Pope's Mitre Global Katolik: Orang Katolik Wajib Menikah di Gereja Katolik

Minggu, 27 April 2014

Orang Katolik Wajib Menikah di Gereja Katolik

Setiap orang Katolik wajib menikah di Gereja Katolik. “Mengapa”?. Dalam Sakramen
Perkawinan, seorang laki-laki yang dibaptis Kristiani saling bertukar janji dengan seorang
perempuan yang dibaptis Kristiani. Di hadapan Allah yang Mahakuasa, mereka saling
menjanjikan satu sama lain suatu kasih yang setia, tetap, eksklusif, berkurban diri dan memberi
hidup. Melalui perkawinan, pasangan sekarang masuk ke dalam suatu status hidup yang baru di
hadapan publik, baik di mata Gereja maupun masyarakat; sebab itu, “maka tepat bahwa
perkawinan secara publik dilaksanakan dalam kerangka perayaan liturgi di depan imam (atau di
depan saksi yang diberi kuasa oleh Gereja untuk maksud tersebut), di depan para saksi
perkawinan dan di depan jemaat beriman” (Katekismus Gereja Katolik, No. 1663).

Berdasarkan pemahaman ini, seorang Katolik (entah dibaptis sebagai seorang Katolik atau
kemudian masuk ke dalam Gereja Katolik setelah dibaptis di suatu denominasi Kristen lainnya)
terikat untuk menikah dalam Gereja Katolik. Gereja, di mana orang menerima Pembaptisan dan
Penguatan, menyambut Komuni Kudus dan mengaku iman, haruslah Gereja di mana orang itu
menikah. Dengan demikian, entah seorang Katolik menikah dengan seorang Katolik atau
seorang yang dibaptis Kristen non-Katolik (atau bahkan seorang yang tidak dibaptis), merupakan
suatu pengharapan yang normal dan wajar jika perkawinannya dilangsungkan dalam Gereja
Katolik dan anak-anaknya dididik dalam iman Katolik.
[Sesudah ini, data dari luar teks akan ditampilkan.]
//! # Opcodes and Instruction Decoding
//!
//! An instruction cell packs its opcode in the two lowest decimal digits
//! and one addressing mode per parameter in the digits above:
//!
//! ```text
//!   1002  ->  opcode 02 (multiply)
//!             param 0: mode 0 (position)
//!             param 1: mode 1 (immediate)
//!             param 2: mode 0 (position)
//! ```
//!
//! Argument counts come from an exhaustive match, so decoding never needs
//! anything but the raw cell.

use crate::error::{self, Result};
use crate::program::Word;
use serde::{Deserialize, Serialize};

/// Most parameters any instruction takes
pub const MAX_PARAMS: usize = 3;

/// Operation selector
#[derive(Debug, Clone, Copy, PartialEq, Eq, Hash, Serialize, Deserialize)]
#[serde(rename_all = "SCREAMING_SNAKE_CASE")]
pub enum Opcode {
    /// `c = a + b`
    Add,
    /// `c = a * b`
    Multiply,
    /// Read one value from input into `a`
    Input,
    /// Emit `a`
    Output,
    /// Jump to `b` when `a != 0`
    JumpIfTrue,
    /// Jump to `b` when `a == 0`
    JumpIfFalse,
    /// `c = (a < b) as Word`
    LessThan,
    /// `c = (a == b) as Word`
    Equals,
    /// Relative base += `a`
    AdjustBase,
    /// Stop the machine
    Halt,
}

impl Opcode {
    /// Look up the opcode for the two low digits of a cell
    pub fn from_code(code: Word) -> Option<Self> {
        Some(match code {
            1 => Opcode::Add,
            2 => Opcode::Multiply,
            3 => Opcode::Input,
            4 => Opcode::Output,
            5 => Opcode::JumpIfTrue,
            6 => Opcode::JumpIfFalse,
            7 => Opcode::LessThan,
            8 => Opcode::Equals,
            9 => Opcode::AdjustBase,
            99 => Opcode::Halt,
            _ => return None,
        })
    }

    /// Numeric code as it appears in memory
    pub fn code(self) -> Word {
        match self {
            Opcode::Add => 1,
            Opcode::Multiply => 2,
            Opcode::Input => 3,
            Opcode::Output => 4,
            Opcode::JumpIfTrue => 5,
            Opcode::JumpIfFalse => 6,
            Opcode::LessThan => 7,
            Opcode::Equals => 8,
            Opcode::AdjustBase => 9,
            Opcode::Halt => 99,
        }
    }

    /// Number of parameters following the instruction cell
    pub const fn arity(self) -> usize {
        match self {
            Opcode::Add | Opcode::Multiply | Opcode::LessThan | Opcode::Equals => 3,
            Opcode::JumpIfTrue | Opcode::JumpIfFalse => 2,
            Opcode::Input | Opcode::Output | Opcode::AdjustBase => 1,
            Opcode::Halt => 0,
        }
    }

    /// Index of the parameter this opcode writes to, if any
    pub const fn write_param(self) -> Option<usize> {
        match self {
            Opcode::Add | Opcode::Multiply | Opcode::LessThan | Opcode::Equals => Some(2),
            Opcode::Input => Some(0),
            _ => None,
        }
    }

    /// Short assembly name
    pub fn mnemonic(self) -> &'static str {
        match self {
            Opcode::Add => "ADD",
            Opcode::Multiply => "MUL",
            Opcode::Input => "IN",
            Opcode::Output => "OUT",
            Opcode::JumpIfTrue => "JNZ",
            Opcode::JumpIfFalse => "JZ",
            Opcode::LessThan => "LT",
            Opcode::Equals => "EQ",
            Opcode::AdjustBase => "ARB",
            Opcode::Halt => "HALT",
        }
    }
}

/// How a parameter resolves to a storage location
#[derive(Debug, Clone, Copy, PartialEq, Eq, Hash, Default, Serialize, Deserialize)]
#[serde(rename_all = "lowercase")]
pub enum Mode {
    /// The operand is an address
    #[default]
    Position,
    /// The operand is the value itself
    Immediate,
    /// The operand is an offset from the relative base
    Relative,
}

impl Mode {
    /// Map a mode digit
    pub fn from_digit(digit: Word) -> Option<Self> {
        match digit {
            0 => Some(Mode::Position),
            1 => Some(Mode::Immediate),
            2 => Some(Mode::Relative),
            _ => None,
        }
    }
}

/// A decoded instruction cell
#[derive(Debug, Clone, Copy, PartialEq, Eq)]
pub struct Instruction {
    /// The raw cell value
    pub raw: Word,
    pub opcode: Opcode,
    /// Modes for the first `opcode.arity()` parameters; the rest stay `Position`
    pub modes: [Mode; MAX_PARAMS],
}

impl Instruction {
    /// Split a raw cell into opcode and parameter modes.
    ///
    /// Mode digits above the opcode's arity are ignored. A written parameter
    /// in immediate mode is rejected here so execution never sees one.
    pub fn decode(raw: Word) -> Result<Self> {
        let opcode = Opcode::from_code(raw % 100).ok_or_else(|| error::invalid_opcode(raw))?;

        let mut modes = [Mode::Position; MAX_PARAMS];
        let mut divisor = 100;
        for (i, mode) in modes.iter_mut().enumerate().take(opcode.arity()) {
            *mode = Mode::from_digit((raw / divisor) % 10).ok_or_else(|| error::invalid_mode(raw, i))?;
            divisor *= 10;
        }

        if let Some(target) = opcode.write_param() {
            if modes[target] == Mode::Immediate {
                return Err(error::immediate_write(raw, target));
            }
        }

        Ok(Self { raw, opcode, modes })
    }

    /// Number of cells the instruction occupies, itself included
    pub fn width(&self) -> usize {
        1 + self.opcode.arity()
    }

    /// Modes of the parameters this instruction actually uses
    pub fn param_modes(&self) -> &[Mode] {
        &self.modes[..self.opcode.arity()]
    }
}

#[cfg(test)]
mod tests {
    use super::*;
    use crate::error::ErrorKind;

    #[test]
    fn test_code_round_trip() {
        for code in [1, 2, 3, 4, 5, 6, 7, 8, 9, 99] {
            let op = Opcode::from_code(code).unwrap();
            assert_eq!(op.code(), code);
        }
        assert_eq!(Opcode::from_code(0), None);
        assert_eq!(Opcode::from_code(10), None);
        assert_eq!(Opcode::from_code(98), None);
    }

    #[test]
    fn test_arity() {
        assert_eq!(Opcode::Add.arity(), 3);
        assert_eq!(Opcode::Equals.arity(), 3);
        assert_eq!(Opcode::JumpIfFalse.arity(), 2);
        assert_eq!(Opcode::Input.arity(), 1);
        assert_eq!(Opcode::AdjustBase.arity(), 1);
        assert_eq!(Opcode::Halt.arity(), 0);
    }

    #[test]
    fn test_decode_modes() {
        let instr = Instruction::decode(1002).unwrap();
        assert_eq!(instr.opcode, Opcode::Multiply);
        assert_eq!(instr.modes, [Mode::Position, Mode::Immediate, Mode::Position]);
        assert_eq!(instr.width(), 4);

        let instr = Instruction::decode(21107).unwrap();
        assert_eq!(instr.opcode, Opcode::LessThan);
        assert_eq!(instr.modes, [Mode::Immediate, Mode::Immediate, Mode::Relative]);

        let instr = Instruction::decode(204).unwrap();
        assert_eq!(instr.opcode, Opcode::Output);
        assert_eq!(instr.param_modes(), &[Mode::Relative]);
    }

    #[test]
    fn test_decode_ignores_digits_beyond_arity() {
        let instr = Instruction::decode(11199).unwrap();
        assert_eq!(instr.opcode, Opcode::Halt);
        assert_eq!(instr.modes, [Mode::Position; MAX_PARAMS]);
        assert_eq!(instr.width(), 1);
    }

    #[test]
    fn test_decode_errors() {
        assert!(Instruction::decode(42).is_err_and(|e| e.kind() == ErrorKind::InvalidOpcode));
        assert!(Instruction::decode(0).is_err_and(|e| e.kind() == ErrorKind::InvalidOpcode));
        assert!(Instruction::decode(-1).is_err_and(|e| e.kind() == ErrorKind::InvalidOpcode));
        assert!(Instruction::decode(301).is_err_and(|e| e.kind() == ErrorKind::InvalidMode));
        assert!(Instruction::decode(10001).is_err_and(|e| e.kind() == ErrorKind::ImmediateWrite));
        assert!(Instruction::decode(103).is_err_and(|e| e.kind() == ErrorKind::ImmediateWrite));
        assert!(Instruction::decode(203).is_ok());
    }
}
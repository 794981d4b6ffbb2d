//! Machine configuration

use crate::memory::DEFAULT_SCRATCH_CELLS;
use serde::{Deserialize, Serialize};

/// What a read does when the queue is empty and no provider answers
#[derive(Debug, Clone, Copy, PartialEq, Eq, Default, Serialize, Deserialize)]
#[serde(rename_all = "lowercase")]
pub enum UnderrunPolicy {
    /// Read zero and log a warning (legacy behaviour)
    #[default]
    Zero,
    /// Fail the machine with `InputUnderrun`
    Error,
}

/// Construction-time settings for a machine
#[derive(Debug, Clone, Copy, PartialEq, Eq, Serialize, Deserialize)]
pub struct MachineConfig {
    /// Cells provisioned past the end of the program
    pub scratch_cells: usize,
    /// Input underrun behaviour for runs that do not pause on input
    pub underrun: UnderrunPolicy,
}

impl Default for MachineConfig {
    fn default() -> Self {
        Self {
            scratch_cells: DEFAULT_SCRATCH_CELLS,
            underrun: UnderrunPolicy::Zero,
        }
    }
}

impl MachineConfig {
    /// Default scratch space, underruns are errors
    pub fn strict() -> Self {
        Self {
            underrun: UnderrunPolicy::Error,
            ..Self::default()
        }
    }

    /// Override the scratch margin
    pub fn with_scratch(mut self, scratch_cells: usize) -> Self {
        self.scratch_cells = scratch_cells;
        self
    }

    /// Override the underrun policy
    pub fn with_underrun(mut self, underrun: UnderrunPolicy) -> Self {
        self.underrun = underrun;
        self
    }
}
Namun demikian, ketika seorang Katolik menikah dengan seorang yang dibaptis Kristen non-Katolik, keadaan yang wajar dapat terjadi ketika pasangan berkehendak menikah di gereja non-Katolik. Dalam hal demikian, pasangan akan memenuhi prasyarat persiapan perkawinan secara Katolik pada umumnya. Pihak Katolik juga akan menegaskan niatnya untuk tidak meningalkan Gereja Katolik, dan untuk berjanji membaptis serta mendidik anak-anaknya dalam iman Katolik. Pihak non-Katolik akan diberitahu mengenai janji-janji ini, menegaskan memahami janji-janji ini dan berjanji untuk tidak campur tangan dalam pemenuhan janji-janji tersebut. Setelah persiapan dan pernyataan janji-janji ini, imam akan memohon kepada Uskup atas nama pasangan untuk mendapatkan “Dispensasi atas Forma Kanonik,” artinya ijin bagi pasangan untuk menikah di luar Gereja Katolik. Gereja membutuhkan dispensasi sebab Uskup, sebagai gembala keuskupan dan pemelihara jiwa-jiwa, wajib memastikan bahwa pasangan dipersiapkan sebaik mungkin untuk perkawinan dan siap untuk masuk ke dalam mahligai perkawinan yang kudus. Tanpa ijin yang demikian, perkawinan tidak sah di mata Gereja Katolik (bdk Kitab Hukum Kanonik, No. 1124-1125).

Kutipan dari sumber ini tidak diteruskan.